## Prompt
What lines in the entries below contain the word "struct"? Copy all of them.
--- Provided entries Enclosed Below ---
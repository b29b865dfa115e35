//! Handler for the `/rooms` resource.

use axum::extract::State;
use axum::Json;

use marquee_db::models::room::Room;
use marquee_db::repositories::RoomRepo;

use crate::error::AppResult;
use crate::state::AppState;

/// GET /rooms
///
/// List all rooms.
pub async fn list_rooms(State(state): State<AppState>) -> AppResult<Json<Vec<Room>>> {
    let rooms = RoomRepo::list(&state.pool).await?;
    Ok(Json(rooms))
}
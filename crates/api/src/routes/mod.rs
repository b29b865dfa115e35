//! Route definitions.
//!
//! Route hierarchy (auth column enforced by handler extractors):
//!
//! ```text
//! /auth/register                   register (public)
//! /auth/login                      login (public)
//! /auth/refresh                    refresh (public)
//! /auth/logout                     logout (requires auth)
//! /auth/me                         identity echo (requires auth)
//!
//! /movies                          GET list (public), POST create (manager+)
//! /movies/playing?date=YYYY-MM-DD  GET movies active on date (public)
//! /movies/{id}                     PUT replace, DELETE (manager+)
//!
//! /rooms                           GET list (public)
//!
//! /screenings/{id}                 GET detail + reserved seats (public)
//! /screenings_stats                GET occupancy stats (employee+)
//!
//! /reservations                    POST create (any authenticated user)
//! /reservations/my                 GET own reservations (client)
//!
//! /admin/users                     GET list (admin)
//! /admin/users/{id}/role           PUT change role (admin)
//! ```

pub mod admin;
pub mod auth;
pub mod health;
pub mod movies;
pub mod reservations;
pub mod rooms;
pub mod screenings;

use axum::Router;

use crate::state::AppState;

/// Build the full API route tree (mounted at the server root).
pub fn api_routes() -> Router<AppState> {
    Router::new()
        .merge(auth::router())
        .merge(movies::router())
        .merge(rooms::router())
        .merge(screenings::router())
        .merge(reservations::router())
        .merge(admin::router())
}
//! Movie entity model and DTOs.
//!
//! A movie and its screening set form one aggregate: screenings are only
//! ever written through `MovieRepo` as a full set, never row by row.

use marquee_core::types::{CalendarDate, DbId};
use serde::Serialize;
use sqlx::FromRow;

use crate::models::screening::Screening;

/// Full movie row from the `movies` table.
#[derive(Debug, Clone, FromRow, Serialize)]
pub struct Movie {
    pub id: DbId,
    pub title: String,
    pub description: Option<String>,
    /// Runtime in minutes.
    pub duration: i32,
    pub start_date: CalendarDate,
    pub end_date: CalendarDate,
    /// Referenced room, if assigned. Rooms are referenced, never owned.
    pub room: Option<DbId>,
}

/// Fields for inserting or fully replacing a movie row.
///
/// Updates are whole-row replacements (there is no partial-update DTO);
/// the handler validates presence of every required field first.
#[derive(Debug, Clone)]
pub struct MovieInput {
    pub title: String,
    pub description: Option<String>,
    pub duration: i32,
    pub start_date: CalendarDate,
    pub end_date: CalendarDate,
    pub room: Option<DbId>,
}

/// A movie joined with its full screening set, for catalog listings.
#[derive(Debug, Serialize)]
pub struct MovieWithScreenings {
    #[serde(flatten)]
    pub movie: Movie,
    pub screenings: Vec<Screening>,
}

/// A movie active on a requested date, with only that date's screenings.
///
/// Times are formatted `HH:MM:SS` and ordered chronologically; ids line up
/// index-for-index with the times.
#[derive(Debug, Serialize)]
pub struct PlayingMovie {
    #[serde(flatten)]
    pub movie: Movie,
    pub screenings: Vec<String>,
    pub screening_ids: Vec<DbId>,
}

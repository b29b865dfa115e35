//! Authentication and authorization middleware extractors.
//!
//! - [`auth::AuthUser`] -- Extracts the authenticated user from a JWT Bearer token.
//! - [`rbac`] -- Role gates built on the `marquee_core::authz` predicate.

pub mod auth;
pub mod rbac;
--- End of Enclosed Provided entries ---
## Answer for this exercise
pub struct Movie {
pub struct MovieInput {
pub struct MovieWithScreenings {
pub struct PlayingMovie {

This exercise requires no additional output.